▶ _ABOUT THIS TASK_
Pull every line containing the word "Duration" out of the material below.

[EXERCISE DATA — start]

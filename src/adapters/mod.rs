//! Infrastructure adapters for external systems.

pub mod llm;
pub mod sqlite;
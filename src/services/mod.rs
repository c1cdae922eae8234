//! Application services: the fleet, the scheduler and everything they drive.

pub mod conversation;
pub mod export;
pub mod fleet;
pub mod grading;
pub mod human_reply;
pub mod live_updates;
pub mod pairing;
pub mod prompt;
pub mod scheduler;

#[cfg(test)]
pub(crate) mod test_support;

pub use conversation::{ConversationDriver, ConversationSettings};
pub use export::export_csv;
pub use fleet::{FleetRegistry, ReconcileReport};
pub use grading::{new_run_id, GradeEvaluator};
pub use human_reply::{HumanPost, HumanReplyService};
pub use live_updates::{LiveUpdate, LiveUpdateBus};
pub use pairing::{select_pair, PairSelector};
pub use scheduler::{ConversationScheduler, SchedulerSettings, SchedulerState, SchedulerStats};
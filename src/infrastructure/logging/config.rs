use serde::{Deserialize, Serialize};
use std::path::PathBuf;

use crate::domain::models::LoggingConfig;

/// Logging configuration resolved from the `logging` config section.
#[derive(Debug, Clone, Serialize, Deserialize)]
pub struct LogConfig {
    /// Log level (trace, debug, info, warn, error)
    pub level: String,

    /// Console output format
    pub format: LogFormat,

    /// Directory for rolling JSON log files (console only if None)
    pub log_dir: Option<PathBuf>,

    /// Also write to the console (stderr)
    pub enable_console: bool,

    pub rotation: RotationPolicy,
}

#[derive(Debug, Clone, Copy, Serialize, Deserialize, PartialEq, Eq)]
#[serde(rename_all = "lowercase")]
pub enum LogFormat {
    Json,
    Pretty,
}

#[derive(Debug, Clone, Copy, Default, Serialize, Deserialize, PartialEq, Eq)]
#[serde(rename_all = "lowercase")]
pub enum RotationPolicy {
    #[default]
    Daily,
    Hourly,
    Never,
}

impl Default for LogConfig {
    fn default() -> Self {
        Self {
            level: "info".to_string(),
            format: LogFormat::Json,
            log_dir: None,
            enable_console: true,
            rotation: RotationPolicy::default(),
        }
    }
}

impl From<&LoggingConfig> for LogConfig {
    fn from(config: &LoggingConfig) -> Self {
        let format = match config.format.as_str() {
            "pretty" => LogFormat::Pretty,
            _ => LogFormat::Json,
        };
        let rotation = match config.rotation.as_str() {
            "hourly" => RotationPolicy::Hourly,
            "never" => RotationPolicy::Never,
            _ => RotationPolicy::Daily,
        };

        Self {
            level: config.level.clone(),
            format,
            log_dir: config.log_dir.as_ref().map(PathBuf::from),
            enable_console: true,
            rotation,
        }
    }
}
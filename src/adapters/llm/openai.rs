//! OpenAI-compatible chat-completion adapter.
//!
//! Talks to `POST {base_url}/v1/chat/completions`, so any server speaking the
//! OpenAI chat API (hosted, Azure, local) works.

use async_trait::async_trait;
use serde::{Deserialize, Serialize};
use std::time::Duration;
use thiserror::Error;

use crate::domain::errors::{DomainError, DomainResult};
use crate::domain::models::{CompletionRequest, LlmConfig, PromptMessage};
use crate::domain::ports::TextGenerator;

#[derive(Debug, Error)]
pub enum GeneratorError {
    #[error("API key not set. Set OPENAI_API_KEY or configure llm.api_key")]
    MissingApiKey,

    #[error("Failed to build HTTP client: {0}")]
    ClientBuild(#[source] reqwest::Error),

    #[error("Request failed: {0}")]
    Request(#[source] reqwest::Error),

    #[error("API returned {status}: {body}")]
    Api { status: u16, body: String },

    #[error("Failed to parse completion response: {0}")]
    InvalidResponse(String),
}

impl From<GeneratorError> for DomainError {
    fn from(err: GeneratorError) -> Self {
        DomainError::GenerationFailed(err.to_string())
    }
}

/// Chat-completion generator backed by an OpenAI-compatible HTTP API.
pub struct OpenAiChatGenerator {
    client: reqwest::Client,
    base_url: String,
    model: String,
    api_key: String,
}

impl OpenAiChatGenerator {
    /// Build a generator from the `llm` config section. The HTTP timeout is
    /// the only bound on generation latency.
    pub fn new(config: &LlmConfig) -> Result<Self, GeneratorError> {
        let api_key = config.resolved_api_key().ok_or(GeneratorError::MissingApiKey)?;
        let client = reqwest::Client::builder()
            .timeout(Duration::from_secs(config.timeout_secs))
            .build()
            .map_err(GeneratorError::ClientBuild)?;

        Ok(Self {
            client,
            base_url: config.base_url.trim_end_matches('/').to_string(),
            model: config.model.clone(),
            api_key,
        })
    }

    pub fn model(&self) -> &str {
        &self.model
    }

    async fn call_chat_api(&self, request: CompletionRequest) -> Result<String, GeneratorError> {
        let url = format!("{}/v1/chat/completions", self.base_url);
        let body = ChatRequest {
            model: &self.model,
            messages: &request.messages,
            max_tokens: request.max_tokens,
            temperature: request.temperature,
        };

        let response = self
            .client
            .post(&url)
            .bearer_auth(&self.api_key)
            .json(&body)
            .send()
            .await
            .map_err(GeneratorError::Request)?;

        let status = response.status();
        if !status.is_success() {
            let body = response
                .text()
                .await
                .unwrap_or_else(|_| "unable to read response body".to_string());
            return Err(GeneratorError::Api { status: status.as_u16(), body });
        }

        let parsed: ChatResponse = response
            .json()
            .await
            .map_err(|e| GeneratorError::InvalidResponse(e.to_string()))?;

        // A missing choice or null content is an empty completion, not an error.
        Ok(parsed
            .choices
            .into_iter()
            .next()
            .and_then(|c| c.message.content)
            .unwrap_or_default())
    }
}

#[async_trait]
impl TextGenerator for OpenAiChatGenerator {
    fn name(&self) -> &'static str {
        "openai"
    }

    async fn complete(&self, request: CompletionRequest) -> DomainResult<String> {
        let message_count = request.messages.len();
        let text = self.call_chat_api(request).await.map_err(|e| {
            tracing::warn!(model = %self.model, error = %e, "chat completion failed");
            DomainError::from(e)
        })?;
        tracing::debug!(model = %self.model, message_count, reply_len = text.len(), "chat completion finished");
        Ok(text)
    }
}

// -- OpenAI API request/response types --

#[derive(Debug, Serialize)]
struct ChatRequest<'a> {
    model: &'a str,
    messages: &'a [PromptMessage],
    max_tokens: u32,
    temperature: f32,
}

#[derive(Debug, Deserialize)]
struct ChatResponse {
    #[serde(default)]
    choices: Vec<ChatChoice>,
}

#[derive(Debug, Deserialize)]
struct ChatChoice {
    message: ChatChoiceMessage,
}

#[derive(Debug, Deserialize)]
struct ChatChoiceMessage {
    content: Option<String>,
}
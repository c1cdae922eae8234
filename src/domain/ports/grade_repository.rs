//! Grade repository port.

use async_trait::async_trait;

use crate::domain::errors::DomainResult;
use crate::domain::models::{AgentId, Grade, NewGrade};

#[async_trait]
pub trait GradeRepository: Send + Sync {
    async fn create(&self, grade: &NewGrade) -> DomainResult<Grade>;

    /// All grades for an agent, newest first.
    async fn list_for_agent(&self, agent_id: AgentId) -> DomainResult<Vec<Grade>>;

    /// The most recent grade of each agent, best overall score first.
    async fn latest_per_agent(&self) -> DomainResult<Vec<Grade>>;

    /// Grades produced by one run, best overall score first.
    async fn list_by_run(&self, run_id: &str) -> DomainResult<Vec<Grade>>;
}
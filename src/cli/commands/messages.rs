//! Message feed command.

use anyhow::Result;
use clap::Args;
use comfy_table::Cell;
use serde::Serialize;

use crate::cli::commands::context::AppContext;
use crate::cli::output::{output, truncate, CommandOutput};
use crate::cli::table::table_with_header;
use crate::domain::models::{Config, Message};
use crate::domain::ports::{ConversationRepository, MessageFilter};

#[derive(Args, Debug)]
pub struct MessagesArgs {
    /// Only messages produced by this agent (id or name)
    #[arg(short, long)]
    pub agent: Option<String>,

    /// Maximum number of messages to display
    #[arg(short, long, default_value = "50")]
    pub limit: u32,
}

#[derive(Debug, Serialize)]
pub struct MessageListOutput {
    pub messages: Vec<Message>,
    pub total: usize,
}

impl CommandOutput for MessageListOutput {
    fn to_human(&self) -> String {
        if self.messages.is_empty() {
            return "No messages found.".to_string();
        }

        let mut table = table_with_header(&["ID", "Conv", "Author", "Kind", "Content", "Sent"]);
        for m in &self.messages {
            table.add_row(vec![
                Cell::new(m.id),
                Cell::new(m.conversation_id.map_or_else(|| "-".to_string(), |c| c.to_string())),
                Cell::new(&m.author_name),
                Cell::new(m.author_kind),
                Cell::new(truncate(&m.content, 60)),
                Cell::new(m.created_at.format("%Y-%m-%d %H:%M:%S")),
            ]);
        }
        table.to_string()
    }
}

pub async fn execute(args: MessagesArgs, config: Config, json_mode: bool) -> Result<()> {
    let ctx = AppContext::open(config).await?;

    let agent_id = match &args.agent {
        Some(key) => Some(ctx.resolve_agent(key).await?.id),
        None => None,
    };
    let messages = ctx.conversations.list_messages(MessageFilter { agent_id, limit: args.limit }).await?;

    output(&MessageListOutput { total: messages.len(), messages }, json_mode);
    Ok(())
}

[EXERCISE DATA — finish]

▶ _ANSWER TO THIS EXERCISE_
use std::time::Duration;
            .timeout(Duration::from_secs(config.timeout_secs))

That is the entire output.